===== Task material

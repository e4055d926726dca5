//! # Networking Entities
//!
//! Peer addresses and the node identity advertised to peers.

use std::fmt;
use std::net::{IpAddr, SocketAddr};
use std::str::FromStr;

use serde::{Deserialize, Serialize};
use thiserror::Error;

/// Error parsing a `host:port` string.
#[derive(Debug, Clone, PartialEq, Eq, Error)]
#[error("invalid network address {input:?}: expected <host>:<port>")]
pub struct AddressParseError {
    /// The rejected input.
    pub input: String,
}

/// A peer network address.
///
/// `host` is an IP literal or a DNS name; resolution happens at dial time.
#[derive(Debug, Clone, PartialEq, Eq, Hash, PartialOrd, Ord, Serialize, Deserialize)]
pub struct NetAddress {
    /// IP literal or hostname (IPv6 literals stored without brackets).
    pub host: String,
    /// TCP port.
    pub port: u16,
}

impl NetAddress {
    /// Create an address from its parts.
    #[must_use]
    pub fn new(host: impl Into<String>, port: u16) -> Self {
        Self {
            host: host.into(),
            port,
        }
    }

    /// The IP, if `host` is an IP literal.
    #[must_use]
    pub fn ip(&self) -> Option<IpAddr> {
        self.host.parse().ok()
    }

    /// Whether the address can be dialed from elsewhere.
    #[must_use]
    pub fn is_routable(&self) -> bool {
        if self.port == 0 {
            return false;
        }
        match self.ip() {
            Some(ip) => !ip.is_unspecified(),
            None => !self.host.is_empty(),
        }
    }
}

impl From<SocketAddr> for NetAddress {
    fn from(addr: SocketAddr) -> Self {
        Self::new(addr.ip().to_string(), addr.port())
    }
}

impl FromStr for NetAddress {
    type Err = AddressParseError;

    fn from_str(s: &str) -> Result<Self, Self::Err> {
        let err = || AddressParseError {
            input: s.to_string(),
        };
        let s = s.trim();
        let (host, port) = s.rsplit_once(':').ok_or_else(err)?;
        let port: u16 = port.parse().map_err(|_| err())?;

        let host = match host.strip_prefix('[') {
            Some(rest) => {
                let inner = rest.strip_suffix(']').ok_or_else(err)?;
                // bracketed hosts must be IPv6 literals
                inner.parse::<std::net::Ipv6Addr>().map_err(|_| err())?;
                inner
            }
            // unbracketed IPv6 would be ambiguous
            None if host.contains(':') => return Err(err()),
            None => host,
        };
        if host.is_empty() {
            return Err(err());
        }
        Ok(Self::new(host, port))
    }
}

impl fmt::Display for NetAddress {
    fn fmt(&self, f: &mut fmt::Formatter<'_>) -> fmt::Result {
        if self.host.contains(':') {
            write!(f, "[{}]:{}", self.host, self.port)
        } else {
            write!(f, "{}:{}", self.host, self.port)
        }
    }
}

/// Identity a node advertises to its peers.
///
/// Derived at start time, never stored. `host`, `p2p_port` and `rpc_port`
/// stay empty until a listener is attached.
#[derive(Debug, Clone, PartialEq, Eq, Default, Serialize, Deserialize)]
pub struct NodeInfo {
    /// Human readable node name.
    pub moniker: String,
    /// Network (chain) identifier.
    pub network: String,
    /// Protocol version.
    pub version: String,
    /// Externally reachable host of the primary listener.
    pub host: Option<String>,
    /// P2P port of the primary listener.
    pub p2p_port: Option<u16>,
    /// RPC port, parsed from configuration.
    pub rpc_port: Option<u16>,
}

impl NodeInfo {
    /// Whether the identity carries a reachable P2P endpoint.
    #[must_use]
    pub fn is_listening(&self) -> bool {
        self.host.is_some() && self.p2p_port.is_some()
    }
}

#[cfg(test)]
mod tests {
    use super::*;

    #[test]
    fn test_parse_ipv4() {
        let addr: NetAddress = "10.0.0.1:26656".parse().unwrap();
        assert_eq!(addr.port, 26656);
        assert_eq!(addr.ip(), Some("10.0.0.1".parse().unwrap()));
        assert_eq!(addr.to_string(), "10.0.0.1:26656");
    }

    #[test]
    fn test_parse_ipv6() {
        let addr: NetAddress = "[::1]:9000".parse().unwrap();
        assert_eq!(addr.host, "::1");
        assert_eq!(addr.to_string(), "[::1]:9000");
    }

    #[test]
    fn test_parse_hostname() {
        let addr: NetAddress = "seed.example.org:26656".parse().unwrap();
        assert_eq!(addr.host, "seed.example.org");
        assert_eq!(addr.ip(), None);
        assert!(addr.is_routable());
    }

    #[test]
    fn test_parse_rejects_garbage() {
        assert!("127.0.0.1".parse::<NetAddress>().is_err());
        assert!("127.0.0.1:xyz".parse::<NetAddress>().is_err());
        assert!(":80".parse::<NetAddress>().is_err());
        assert!("::1:80".parse::<NetAddress>().is_err());
        assert!("[nope]:80".parse::<NetAddress>().is_err());
    }

    #[test]
    fn test_routable() {
        assert!(!"0.0.0.0:1".parse::<NetAddress>().unwrap().is_routable());
        assert!(!"1.2.3.4:0".parse::<NetAddress>().unwrap().is_routable());
        assert!("1.2.3.4:1".parse::<NetAddress>().unwrap().is_routable());
    }

    #[test]
    fn test_from_socket_addr() {
        let sock: SocketAddr = "127.0.0.1:4000".parse().unwrap();
        assert_eq!(NetAddress::from(sock).to_string(), "127.0.0.1:4000");
    }

    #[test]
    fn test_default_node_info_not_listening() {
        assert!(!NodeInfo::default().is_listening());
    }
}
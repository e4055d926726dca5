//! Cross-crate integration flows.

pub mod filters;
pub mod lifecycle;
pub mod peering;

#[cfg(test)]
pub(crate) mod support {
    use std::path::Path;
    use std::sync::Arc;

    use node_runtime::{Node, NodeConfig, NodeStores};
    use p2p_switch::DefaultListener;
    use shared_types::{LogRecord, NetAddress};

    pub fn config(root: &Path) -> NodeConfig {
        NodeConfig {
            root_dir: root.to_path_buf(),
            network: "meridian-itest".into(),
            fast_sync: false,
            ..NodeConfig::default()
        }
    }

    pub fn node(root: &Path) -> Node {
        Node::new(config(root), NodeStores::in_memory()).unwrap()
    }

    /// A started node listening on an ephemeral loopback port.
    pub async fn listening_node(config: NodeConfig) -> Node {
        let mut node = Node::new(config, NodeStores::in_memory()).unwrap();
        let listener = DefaultListener::bind(&NetAddress::new("127.0.0.1", 0))
            .await
            .unwrap();
        node.add_listener(Arc::new(listener)).unwrap();
        node.start().await.unwrap();
        node
    }

    pub fn log(address: u8, topic: u8, block_number: u64) -> LogRecord {
        LogRecord {
            address: [address; 20],
            topics: vec![[topic; 32]],
            data: vec![],
            block_number,
            tx_hash: [0; 32],
            log_index: 0,
        }
    }
}
//! # Filter Manager
//!
//! Lets external callers install interest filters and receive asynchronous
//! notifications for finalized blocks, pending blocks and matching log
//! records.
//!
//! ## Architecture
//!
//! ```text
//! ┌─────────────────┐  NewBlock / PendingBlock / Logs  ┌───────────────────┐
//! │ InMemoryEventBus│ ───────────────────────────────→ │  dispatch task    │
//! └─────────────────┘                                  │  (read lock)      │
//!                                                      └─────────┬─────────┘
//!  install / uninstall (write lock)                              │
//!           ↓                                                    ↓
//!   ┌─────────────────────────────────────────────────────────────────┐
//!   │           Registry: FilterId → Arc<Filter>                      │
//!   └─────────────────────────────────────────────────────────────────┘
//! ```
//!
//! ## Usage
//!
//! ```ignore
//! let manager = FilterManager::new(bus.clone());
//! let id = manager.install(Filter::new().on_block(|block| {
//!     println!("new block {}", block.height());
//! }));
//! manager.start()?;
//! // ...
//! manager.stop();
//! manager.join().await;
//! ```

#![cfg_attr(test, allow(clippy::unwrap_used))]

pub mod error;
pub mod filter;
pub mod manager;

pub use error::FilterManagerError;
pub use filter::{BlockCallback, Filter, FilterId, LogCriteria, LogsCallback};
pub use manager::{FilterEvent, FilterManager, FilterManagerState, FilterStats};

==========

• **Task to carry out**
Search the entries for the word "crate", then copy every line in which it is found.

• **Solution to this problem**
//! Cross-crate integration flows.
pub(crate) mod support {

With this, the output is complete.